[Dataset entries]
----------

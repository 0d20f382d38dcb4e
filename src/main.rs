use bevy::prelude::*;

use bevy::window::WindowResolution;

use crowdgrid::game::GamePlugin;

fn main() {
    App::new()
        .add_plugins(DefaultPlugins.set(WindowPlugin {
            primary_window: Some(Window {
                title: "Crowdgrid".into(),
                resolution: WindowResolution::new(1280, 720),
                resizable: true,
                ..default()
            }),
            ..default()
        }))
        .add_plugins(GamePlugin)
        .run();
}

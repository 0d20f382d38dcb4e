//! Per-tick performance counters: a plain atomic counter bag updated by the
//! tick driver and logged at `debug!` only when the `perf_stats` feature is
//! enabled, so the hot path pays nothing by default.

use std::sync::atomic::{AtomicU64, Ordering};

#[derive(Default)]
pub struct GridStats {
    pub cells_reset: AtomicU64,
    pub agents_registered: AtomicU64,
    pub sphere_obstacles_registered: AtomicU64,
    pub box_obstacles_registered: AtomicU64,
    pub orca_lp3_fallbacks: AtomicU64,
    pub ticks_run: AtomicU64,
}

impl GridStats {
    pub fn record_tick(&self, agents: u64, sphere_obstacles: u64, box_obstacles: u64, lp3_fallbacks: u64) {
        self.agents_registered.fetch_add(agents, Ordering::Relaxed);
        self.sphere_obstacles_registered.fetch_add(sphere_obstacles, Ordering::Relaxed);
        self.box_obstacles_registered.fetch_add(box_obstacles, Ordering::Relaxed);
        self.orca_lp3_fallbacks.fetch_add(lp3_fallbacks, Ordering::Relaxed);
        self.ticks_run.fetch_add(1, Ordering::Relaxed);

        #[cfg(feature = "perf_stats")]
        tracing::debug!(
            agents,
            sphere_obstacles,
            box_obstacles,
            lp3_fallbacks,
            ticks = self.ticks_run.load(Ordering::Relaxed),
            "tick stats"
        );
    }

    pub fn snapshot(&self) -> GridStatsSnapshot {
        GridStatsSnapshot {
            agents_registered: self.agents_registered.load(Ordering::Relaxed),
            sphere_obstacles_registered: self.sphere_obstacles_registered.load(Ordering::Relaxed),
            box_obstacles_registered: self.box_obstacles_registered.load(Ordering::Relaxed),
            orca_lp3_fallbacks: self.orca_lp3_fallbacks.load(Ordering::Relaxed),
            ticks_run: self.ticks_run.load(Ordering::Relaxed),
        }
    }
}

#[derive(Debug, Clone, Copy, Default, PartialEq, Eq)]
pub struct GridStatsSnapshot {
    pub agents_registered: u64,
    pub sphere_obstacles_registered: u64,
    pub box_obstacles_registered: u64,
    pub orca_lp3_fallbacks: u64,
    pub ticks_run: u64,
}
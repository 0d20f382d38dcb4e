use proc_macro::TokenStream;
use quote::quote;
use syn::{parse_macro_input, ItemFn, FnArg, Pat};

/// Automatically profile a function when `perf_stats` feature is enabled.
/// 
/// This macro wraps the function body with timing code that logs
/// execution time on function exit. Compiles to nothing when the
/// `perf_stats` feature is disabled.
/// 
/// # Features
/// - Auto-detects `tick: Res<SimTick>` parameter for tick-based logging
/// - Logs when duration > 1ms OR every 100 ticks (if tick available)
/// - Uses Bevy's `info!` logging instead of println
/// - Zero-cost abstraction when feature is disabled
/// 
/// # Example
/// ```
/// #[profile]
/// pub fn my_system(
///     query: Query<&Component>,
///     tick: Res<SimTick>,  // Auto-detected!
/// ) {
///     // ... work ...
/// }
/// ```
/// 
/// # Optional Parameters
/// ```
/// #[profile(2)]  // Custom threshold in milliseconds
/// pub fn expensive_function() { ... }
/// ```
#[proc_macro_attribute]
pub fn profile(attr: TokenStream, item: TokenStream) -> TokenStream {
    let input = parse_macro_input!(item as ItemFn);
    
    // Parse optional threshold parameter
    let threshold_ms: u128 = if attr.is_empty() {
        1
    } else {
        attr.to_string().parse().unwrap_or(1)
    };
    
    let attrs = &input.attrs;
    let vis = &input.vis;
    let sig = &input.sig;
    let block = &input.block;
    let fn_name_str = sig.ident.to_string();
    
    // Detect if function has a tick parameter (looking for patterns like `tick: Res<SimTick>`)
    let has_tick_param = sig.inputs.iter().any(|arg| {
        if let FnArg::Typed(pat_type) = arg {
            if let Pat::Ident(pat_ident) = &*pat_type.pat {
                if pat_ident.ident == "tick" {
                    // Check if type contains SimTick
                    let type_str = quote!(#pat_type.ty).to_string();
                    return type_str.contains("SimTick");
                }
            }
        }
        false
    });
    
    let profile_guard_def = if has_tick_param {
        quote! {
            struct ProfileGuard {
                name: &'static str,
                start: std::time::Instant,
                tick_value: u64,
            }
            impl Drop for ProfileGuard {
                fn drop(&mut self) {
                    let elapsed = self.start.elapsed();
                    if elapsed.as_millis() > #threshold_ms || (self.tick_value % 100 == 0) {
                        bevy::prelude::info!("[PERF] {}: {:?}", self.name, elapsed);
                    }
                }
            }
            ProfileGuard {
                name: #fn_name_str,
                start: std::time::Instant::now(),
                tick_value: tick.0,
            }
        }
    } else {
        quote! {
            struct ProfileGuard {
                name: &'static str,
                start: std::time::Instant,
            }
            impl Drop for ProfileGuard {
                fn drop(&mut self) {
                    let elapsed = self.start.elapsed();
                    if elapsed.as_millis() > #threshold_ms {
                        bevy::prelude::info!("[PERF] {}: {:?}", self.name, elapsed);
                    }
                }
            }
            ProfileGuard {
                name: #fn_name_str,
                start: std::time::Instant::now(),
            }
        }
    };
    
    let output = quote! {
        #(#attrs)*
        #vis #sig {
            #[cfg(feature = "perf_stats")]
            let _profile_timer = {
                #profile_guard_def
            };
            
            #block
        }
    };
    
    output.into()
}
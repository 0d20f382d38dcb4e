use bevy::prelude::*;
use bevy::window::PrimaryWindow;

use crate::game::camera::RtsCamera;
use crate::game::simulation::{AvoidanceAgent, PreferredVelocity};
use crate::game::unit::{Selected, Unit};

pub struct ControlPlugin;

impl Plugin for ControlPlugin {
    fn build(&self, app: &mut App) {
        app.init_resource::<DragState>()
            .add_systems(Startup, setup_selection_box)
            .add_systems(Update, (handle_input, steer_to_move_order));
    }
}

#[derive(Resource, Default)]
struct DragState {
    start: Option<Vec2>,
    current: Option<Vec2>,
}

#[derive(Component)]
struct SelectionBox;

/// A ground point a selected unit is steering toward; cleared on arrival.
#[derive(Component)]
pub struct MoveOrder(pub Vec3);

fn setup_selection_box(mut commands: Commands) {
    commands.spawn((
        Node { position_type: PositionType::Absolute, border: UiRect::all(Val::Px(2.0)), ..default() },
        BorderColor::from(Color::WHITE),
        BackgroundColor(Color::srgba(1.0, 1.0, 1.0, 0.1)),
        Visibility::Hidden,
        SelectionBox,
    ));
}

/// Converts each entity's [`MoveOrder`] into a [`PreferredVelocity`] pointed
/// at the target, clamped to the agent's max speed, clearing the order on
/// arrival
fn steer_to_move_order(mut commands: Commands, mut query: Query<(Entity, &Transform, &AvoidanceAgent, &mut PreferredVelocity, &MoveOrder)>) {
    for (entity, transform, avoidance, mut preferred, order) in query.iter_mut() {
        let mut target = order.0;
        target.y = transform.translation.y;
        let delta = target - transform.translation;
        let distance = delta.length();
        let arrival_threshold = avoidance.radius * 0.5;
        if distance < arrival_threshold {
            preferred.0 = Vec3::ZERO;
            commands.entity(entity).remove::<MoveOrder>();
        } else {
            preferred.0 = delta.normalize() * avoidance.max_speed;
        }
    }
}

fn handle_input(
    mut commands: Commands,
    mouse_button: Res<ButtonInput<MouseButton>>,
    q_window: Query<&Window, With<PrimaryWindow>>,
    q_camera: Query<(&Camera, &GlobalTransform), With<RtsCamera>>,
    q_units: Query<(Entity, &GlobalTransform), With<Unit>>,
    q_selected: Query<Entity, With<Selected>>,
    mut drag_state: ResMut<DragState>,
    mut q_selection_box: Query<(&mut Node, &mut Visibility), With<SelectionBox>>,
) {
    let Some((camera, camera_transform)) = q_camera.iter().next() else { return };
    let Some(window) = q_window.iter().next() else { return };
    let Some(cursor_position) = window.cursor_position() else { return };

    if mouse_button.just_pressed(MouseButton::Left) {
        drag_state.start = Some(cursor_position);
        drag_state.current = Some(cursor_position);
        if let Ok((_, mut visibility)) = q_selection_box.single_mut() {
            *visibility = Visibility::Visible;
        }
    }

    if mouse_button.pressed(MouseButton::Left) {
        if let Some(start) = drag_state.start {
            drag_state.current = Some(cursor_position);
            if let Ok((mut node, _)) = q_selection_box.single_mut() {
                let min = start.min(cursor_position);
                let max = start.max(cursor_position);
                let size = max - min;
                node.left = Val::Px(min.x);
                node.top = Val::Px(min.y);
                node.width = Val::Px(size.x);
                node.height = Val::Px(size.y);
            }
        }
    }

    if mouse_button.just_released(MouseButton::Left) {
        if let Some(start) = drag_state.start {
            let end = cursor_position;
            drag_state.start = None;
            drag_state.current = None;
            if let Ok((_, mut visibility)) = q_selection_box.single_mut() {
                *visibility = Visibility::Hidden;
            }

            let min = start.min(end);
            let max = start.max(end);
            let size = max - min;
            let is_click = size.length() < 5.0;

            for (entity, _) in q_units.iter() {
                commands.entity(entity).remove::<Selected>();
            }

            if is_click {
                let Ok(ray) = camera.viewport_to_world(camera_transform, end) else { return };
                let mut closest_hit: Option<(Entity, f32)> = None;
                for (entity, unit_transform) in q_units.iter() {
                    let unit_pos = unit_transform.translation();
                    let vector_to_unit = unit_pos - ray.origin;
                    let projection = vector_to_unit.dot(ray.direction.into());
                    if projection < 0.0 {
                        continue;
                    }
                    let closest_point = ray.origin + ray.direction * projection;
                    let distance_sq = closest_point.distance_squared(unit_pos);
                    if distance_sq < 400.0 && (closest_hit.is_none() || projection < closest_hit.unwrap().1) {
                        closest_hit = Some((entity, projection));
                    }
                }
                if let Some((hit_entity, _)) = closest_hit {
                    commands.entity(hit_entity).insert(Selected);
                }
            } else {
                for (entity, unit_transform) in q_units.iter() {
                    let unit_pos = unit_transform.translation();
                    if let Ok(screen_pos) = camera.world_to_viewport(camera_transform, unit_pos) {
                        if screen_pos.x >= min.x && screen_pos.x <= max.x && screen_pos.y >= min.y && screen_pos.y <= max.y {
                            commands.entity(entity).insert(Selected);
                        }
                    }
                }
            }
        }
    }

    if mouse_button.just_pressed(MouseButton::Right) {
        let Ok(ray) = camera.viewport_to_world(camera_transform, cursor_position) else { return };
        let normal = Vec3::Y;
        let denom = ray.direction.dot(normal);
        if denom.abs() > 0.0001 {
            let t = -ray.origin.y / denom;
            if t >= 0.0 {
                let intersection_point = ray.origin + ray.direction * t;
                for entity in q_selected.iter() {
                    commands.entity(entity).insert(MoveOrder(intersection_point));
                }
            }
        }
    }
}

----------

- [Task requirements]: Check each line of the records above for the string "MouseButton", and report every line that has it.

- [Answer space]:
    mouse_button: Res<ButtonInput<MouseButton>>,
    if mouse_button.just_pressed(MouseButton::Left) {
    if mouse_button.pressed(MouseButton::Left) {
    if mouse_button.just_released(MouseButton::Left) {
    if mouse_button.just_pressed(MouseButton::Right) {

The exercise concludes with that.